A Ph.D. program therefore takes distinguishing application features, such as strong GRE scores (for U.S. programs anyway). If your scores (especially verbal) are in the 90th+ percentile and your analytical writing score is 5.5 or 6.0, then you might be competitive for a top-tier program (e.g., Notre Dame; Princeton Seminary; Duke). If your scores are in the 80th-85th+ percentile and your analytical writing score is at least 5.0, then you might be competitive for other quality programs like Marquette, Wheaton, or Fuller). If your scores are significantly below the 75th percentile and your analytical writing score is not at least 4.0 or 4.5, then you probably should not apply at this time. With less than ideal scores, you might be competitive for some second-tier programs depending on the rest of the applicant class in a given year. Even with ideal scores, such tests are only a threshold through which one passes to start a more competitive process; they are no guarantee of admission unless they are exceedingly high, and then only at certain places.
Moreover, a Ph.D. program requires “counting the cost” in general. If you can imagine yourself doing anything else besides a PhD, then you should consider that alternative. The job market suggests that in most fields evangelicals in particular do not need more applicants; rather, we need a few better-prepared ones. The church, meanwhile, quite likely needs more intelligent and intellectually-curious pastoral staff members. Let the one who has ears, hear.
Yet, having laid out the sobering realities, I would also say that you should consider your particular gifts and opportunities. The depressed academic job market has led to fewer and fewer PhD applications in biblical and theological studies in the last couple of years. In general, well-prepared women, ethnic minority, and international graduates—and therefore applicants and students—remain desperately needed at institutions like Wheaton. In addition, ability to sign faithfully certain evangelical confessions remains a high institutional priority, beyond other paper credentials. Therefore it remains possible for really strong students of any background to gain admission and later job placement, while it is also possible for less-prepared “diversity” applicants to enter into conversation about how to gain the preparation that would make a subsequent application and PhD experience successful.

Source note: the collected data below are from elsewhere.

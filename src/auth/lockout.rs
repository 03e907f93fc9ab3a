//! Login Security State Machine
//!
//! Tracks consecutive failed logins per account and locks the account once
//! the count reaches [`LOCKOUT_THRESHOLD`].
//!
//! ```text
//!              mismatch (attempts + 1 < 5)
//!              ┌───────────────┐
//!              ▼               │
//!   ┌──────────────────────────┴─┐   mismatch (attempts + 1 == 5)   ┌────────┐
//!   │ Unlocked { attempts: 0..4 }│ ───────────────────────────────► │ Locked │
//!   └──────────────────────────┬─┘                                  └───┬────┘
//!              ▲               │ match: reset to 0                      │
//!              └───────────────┘                                        │
//!              ▲                                                        │
//!              └──────── UPDATE_USER writes loginAttempts = 0 ──────────┘
//! ```
//!
//! The whole read-verify-write sequence for an account runs under a
//! per-account async lock, and the increment itself is a single atomic store
//! operation, so concurrent logins against one account are counted exactly
//! once each.
//!
//! Unknown emails are verified against the hasher's dummy hash, so every
//! login that reaches verification performs exactly one hash check and the
//! response never reveals whether the email exists.

use crate::auth::hasher::{verify_blocking, CredentialHasher};
use crate::model::{Role, User};
use crate::protocol::Response;
use crate::storage::{StoreResult, UserRepository};
use dashmap::DashMap;
use std::sync::Arc;
use tokio::sync::Mutex;
use tracing::{debug, info, warn};

/// Failed attempts at which an account locks.
pub const LOCKOUT_THRESHOLD: u32 = 5;

/// Message for a failed login. Identical for unknown emails and wrong passwords.
pub const INVALID_CREDENTIALS: &str = "Invalid email or password.";

/// Message for a locked account.
pub const ACCOUNT_LOCKED: &str =
    "Account locked due to too many failed login attempts. Contact an administrator.";

/// Lock state derived from an account's failed-attempt counter.
#[derive(Debug, Clone, Copy, PartialEq, Eq)]
pub enum AccountState {
    Unlocked { attempts: u32 },
    Locked,
}

impl AccountState {
    pub fn from_attempts(attempts: u32) -> Self {
        if attempts >= LOCKOUT_THRESHOLD {
            AccountState::Locked
        } else {
            AccountState::Unlocked { attempts }
        }
    }

    pub fn is_locked(&self) -> bool {
        matches!(self, AccountState::Locked)
    }
}

/// Result of one LOGIN attempt.
#[derive(Debug, Clone, PartialEq, Eq)]
pub enum LoginOutcome {
    Authenticated { name: String, role: Role },
    /// `remaining` is `None` when the email is unknown
    InvalidCredentials { remaining: Option<u32> },
    Locked,
}

impl LoginOutcome {
    /// Renders the wire response for this outcome.
    pub fn into_response(self) -> Response {
        match self {
            LoginOutcome::Authenticated { name, role } => {
                Response::success(format!("{name}|{role}"))
            }
            LoginOutcome::InvalidCredentials { remaining: None } => {
                Response::failure(INVALID_CREDENTIALS)
            }
            LoginOutcome::InvalidCredentials {
                remaining: Some(remaining),
            } => Response::failure(format!(
                "{INVALID_CREDENTIALS} {remaining} attempts remaining."
            )),
            LoginOutcome::Locked => Response::locked(ACCOUNT_LOCKED),
        }
    }
}

/// Runs the login sequence against the user store.
#[derive(Clone)]
pub struct LoginGuard {
    users: UserRepository,
    hasher: Arc<dyn CredentialHasher>,
    /// One async lock per account currently mid-login
    account_locks: Arc<DashMap<i64, Arc<Mutex<()>>>>,
}

impl LoginGuard {
    pub fn new(users: UserRepository, hasher: Arc<dyn CredentialHasher>) -> Self {
        Self {
            users,
            hasher,
            account_locks: Arc::new(DashMap::new()),
        }
    }

    /// Authenticates `email` with `password`.
    ///
    /// Store faults are returned as errors; every credential outcome,
    /// including lockout, is an `Ok`.
    pub async fn login(&self, email: &str, password: &str) -> StoreResult<LoginOutcome> {
        let Some(id) = self.users.find_by_email(email).await?.and_then(|u| u.id) else {
            self.verify_dummy(password).await;
            debug!("Login rejected for unknown email");
            return Ok(LoginOutcome::InvalidCredentials { remaining: None });
        };

        let lock = self.account_lock(id);
        let outcome = {
            let _held = lock.lock().await;
            self.login_account(id, password).await
        };

        drop(lock);
        self.account_locks
            .remove_if(&id, |_, lock| Arc::strong_count(lock) == 1);

        outcome
    }

    /// The sequence for a known account. Caller holds the account lock.
    async fn login_account(&self, id: i64, password: &str) -> StoreResult<LoginOutcome> {
        // Re-read under the lock so the attempt count is current.
        let Some(user) = self.users.find_by_id(id).await? else {
            self.verify_dummy(password).await;
            return Ok(LoginOutcome::InvalidCredentials { remaining: None });
        };

        if AccountState::from_attempts(user.login_attempts).is_locked() {
            info!(user_id = id, "Login refused for locked account");
            return Ok(LoginOutcome::Locked);
        }

        let User {
            name,
            role,
            pwd_hash,
            login_attempts,
            ..
        } = user;

        let matched =
            verify_blocking(Arc::clone(&self.hasher), password.to_string(), pwd_hash).await;

        if matched {
            if login_attempts != 0 {
                self.users.reset_login_attempts(id).await?;
            }
            info!(user_id = id, role = %role, "User logged in");
            return Ok(LoginOutcome::Authenticated { name, role });
        }

        let attempts = self.users.record_failed_login(id).await?;
        match AccountState::from_attempts(attempts) {
            AccountState::Locked => {
                warn!(user_id = id, attempts, "Account locked after repeated failed logins");
                Ok(LoginOutcome::Locked)
            }
            AccountState::Unlocked { attempts } => {
                debug!(user_id = id, attempts, "Failed login");
                Ok(LoginOutcome::InvalidCredentials {
                    remaining: Some(LOCKOUT_THRESHOLD - attempts),
                })
            }
        }
    }

    async fn verify_dummy(&self, password: &str) {
        let dummy = self.hasher.dummy_hash().to_string();
        verify_blocking(Arc::clone(&self.hasher), password.to_string(), dummy).await;
    }

    fn account_lock(&self, id: i64) -> Arc<Mutex<()>> {
        Arc::clone(
            self.account_locks
                .entry(id)
                .or_insert_with(|| Arc::new(Mutex::new(())))
                .value(),
        )
    }
}

#[cfg(test)]
mod tests {
    use super::*;
    use crate::auth::hasher::{Argon2Hasher, HashError, HashParams};
    use crate::storage::{Database, PoolConfig, StorePool};
    use std::sync::atomic::{AtomicUsize, Ordering};

    /// Wraps a real hasher and counts verification calls.
    struct CountingHasher {
        inner: Argon2Hasher,
        verifies: AtomicUsize,
    }

    impl CredentialHasher for CountingHasher {
        fn hash(&self, plaintext: &str) -> Result<String, HashError> {
            self.inner.hash(plaintext)
        }

        fn verify(&self, plaintext: &str, hash: &str) -> bool {
            self.verifies.fetch_add(1, Ordering::SeqCst);
            self.inner.verify(plaintext, hash)
        }

        fn dummy_hash(&self) -> &str {
            self.inner.dummy_hash()
        }
    }

    struct Fixture {
        guard: LoginGuard,
        users: UserRepository,
        hasher: Arc<CountingHasher>,
        user_id: i64,
    }

    impl Fixture {
        fn verifies(&self) -> usize {
            self.hasher.verifies.load(Ordering::SeqCst)
        }
    }

    async fn fixture() -> Fixture {
        let pool = StorePool::new(Arc::new(Database::new()), PoolConfig::default())
            .await
            .unwrap();
        let users = UserRepository::new(pool);
        let hasher = Arc::new(CountingHasher {
            inner: Argon2Hasher::new(HashParams::fast()).unwrap(),
            verifies: AtomicUsize::new(0),
        });

        let user_id = users
            .add_one(User {
                id: None,
                role: Role::Staff,
                name: "Bob".to_string(),
                pwd_hash: hasher.hash("correct horse").unwrap(),
                email: "bob@example.com".to_string(),
                phone: String::new(),
                login_attempts: 0,
            })
            .await
            .unwrap();

        let guard = LoginGuard::new(users.clone(), hasher.clone());
        Fixture {
            guard,
            users,
            hasher,
            user_id,
        }
    }

    #[test]
    fn test_account_state() {
        assert_eq!(AccountState::from_attempts(0), AccountState::Unlocked { attempts: 0 });
        assert_eq!(AccountState::from_attempts(4), AccountState::Unlocked { attempts: 4 });
        assert!(AccountState::from_attempts(5).is_locked());
        assert!(AccountState::from_attempts(9).is_locked());
    }

    #[test]
    fn test_outcome_responses() {
        assert_eq!(
            LoginOutcome::InvalidCredentials { remaining: None }
                .into_response()
                .serialize(),
            "FAILURE: Invalid email or password."
        );
        assert_eq!(
            LoginOutcome::InvalidCredentials { remaining: Some(1) }
                .into_response()
                .serialize(),
            "FAILURE: Invalid email or password. 1 attempts remaining."
        );
        assert_eq!(
            LoginOutcome::Locked.into_response().serialize(),
            format!("LOCKED|{ACCOUNT_LOCKED}")
        );
        assert_eq!(
            LoginOutcome::Authenticated {
                name: "Bob".into(),
                role: Role::Admin
            }
            .into_response()
            .serialize(),
            "SUCCESS|Bob|admin"
        );
    }

    #[tokio::test]
    async fn test_successful_login() {
        let f = fixture().await;
        let outcome = f.guard.login("Bob@Example.com", "correct horse").await.unwrap();
        assert_eq!(
            outcome,
            LoginOutcome::Authenticated {
                name: "Bob".into(),
                role: Role::Staff
            }
        );
        assert_eq!(f.verifies(), 1);
    }

    #[tokio::test]
    async fn test_unknown_email_verifies_once() {
        let f = fixture().await;
        let outcome = f.guard.login("nouser@x.com", "anything").await.unwrap();
        assert_eq!(outcome, LoginOutcome::InvalidCredentials { remaining: None });
        assert_eq!(f.verifies(), 1);
    }

    #[tokio::test]
    async fn test_wrong_password_verifies_once() {
        let f = fixture().await;
        let outcome = f.guard.login("bob@example.com", "wrong").await.unwrap();
        assert_eq!(outcome, LoginOutcome::InvalidCredentials { remaining: Some(4) });
        assert_eq!(f.verifies(), 1);
    }

    #[tokio::test]
    async fn test_lockout_sequence() {
        let f = fixture().await;

        for remaining in [4, 3, 2, 1] {
            let outcome = f.guard.login("bob@example.com", "wrong").await.unwrap();
            assert_eq!(
                outcome,
                LoginOutcome::InvalidCredentials {
                    remaining: Some(remaining)
                }
            );
        }

        let fifth = f.guard.login("bob@example.com", "wrong").await.unwrap();
        assert_eq!(fifth, LoginOutcome::Locked);
        assert_eq!(f.verifies(), 5);

        // Locked even with the right password, and no verification happens
        let sixth = f.guard.login("bob@example.com", "correct horse").await.unwrap();
        assert_eq!(sixth, LoginOutcome::Locked);
        assert_eq!(f.verifies(), 5);

        let stored = f.users.find_by_id(f.user_id).await.unwrap().unwrap();
        assert_eq!(stored.login_attempts, LOCKOUT_THRESHOLD);
    }

    #[tokio::test]
    async fn test_success_resets_attempts() {
        let f = fixture().await;
        f.guard.login("bob@example.com", "wrong").await.unwrap();
        f.guard.login("bob@example.com", "wrong").await.unwrap();

        let outcome = f.guard.login("bob@example.com", "correct horse").await.unwrap();
        assert!(matches!(outcome, LoginOutcome::Authenticated { .. }));

        let stored = f.users.find_by_id(f.user_id).await.unwrap().unwrap();
        assert_eq!(stored.login_attempts, 0);
    }

    #[tokio::test]
    async fn test_admin_reset_unlocks() {
        let f = fixture().await;
        for _ in 0..LOCKOUT_THRESHOLD {
            f.guard.login("bob@example.com", "wrong").await.unwrap();
        }

        let mut user = f.users.find_by_id(f.user_id).await.unwrap().unwrap();
        user.login_attempts = 0;
        user.pwd_hash = String::new();
        f.users.update(user).await.unwrap();

        let outcome = f.guard.login("bob@example.com", "correct horse").await.unwrap();
        assert!(matches!(outcome, LoginOutcome::Authenticated { .. }));
    }

    #[tokio::test(flavor = "multi_thread", worker_threads = 4)]
    async fn test_concurrent_failures_counted_exactly() {
        let f = fixture().await;

        let tasks: Vec<_> = (0..3)
            .map(|_| {
                let guard = f.guard.clone();
                tokio::spawn(async move { guard.login("bob@example.com", "wrong").await })
            })
            .collect();

        let mut remaining = Vec::new();
        for task in tasks {
            match task.await.unwrap().unwrap() {
                LoginOutcome::InvalidCredentials { remaining: Some(n) } => remaining.push(n),
                other => panic!("unexpected outcome: {other:?}"),
            }
        }
        remaining.sort_unstable();
        assert_eq!(remaining, vec![2, 3, 4]);

        let stored = f.users.find_by_id(f.user_id).await.unwrap().unwrap();
        assert_eq!(stored.login_attempts, 3);
        assert!(f.guard.account_locks.is_empty());
    }
}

Finally, a bottom line is that you should ask your potential recommenders to be really honest with you rather than simply agreeing to write bland, secret reference letters. You need to give them the freedom to do this, because—speaking from experience—it is not easy to tell someone with a heart set on a PhD that they’re probably not cut out for it. But you need someone to care for you enough to be as helpful as they can—and it is more helpful to have a little direct pain quickly than longer indirect pain later on. Furthermore, on a positive note, I had a seminary professor voluntarily tell me that I was not well cut out for pastoral ministry in certain respects, whereas “if you don’t go into the academy, you’re wasting your gifts.” If a professor tells you that, then again let the one who has ears, hear.
Anything to Add?
What do you think? Would you add to or take away from anything that Dr. Treier has recommended here? For those who have already been through this decision making process, were there factors that you found particular important/helpful in making that decision?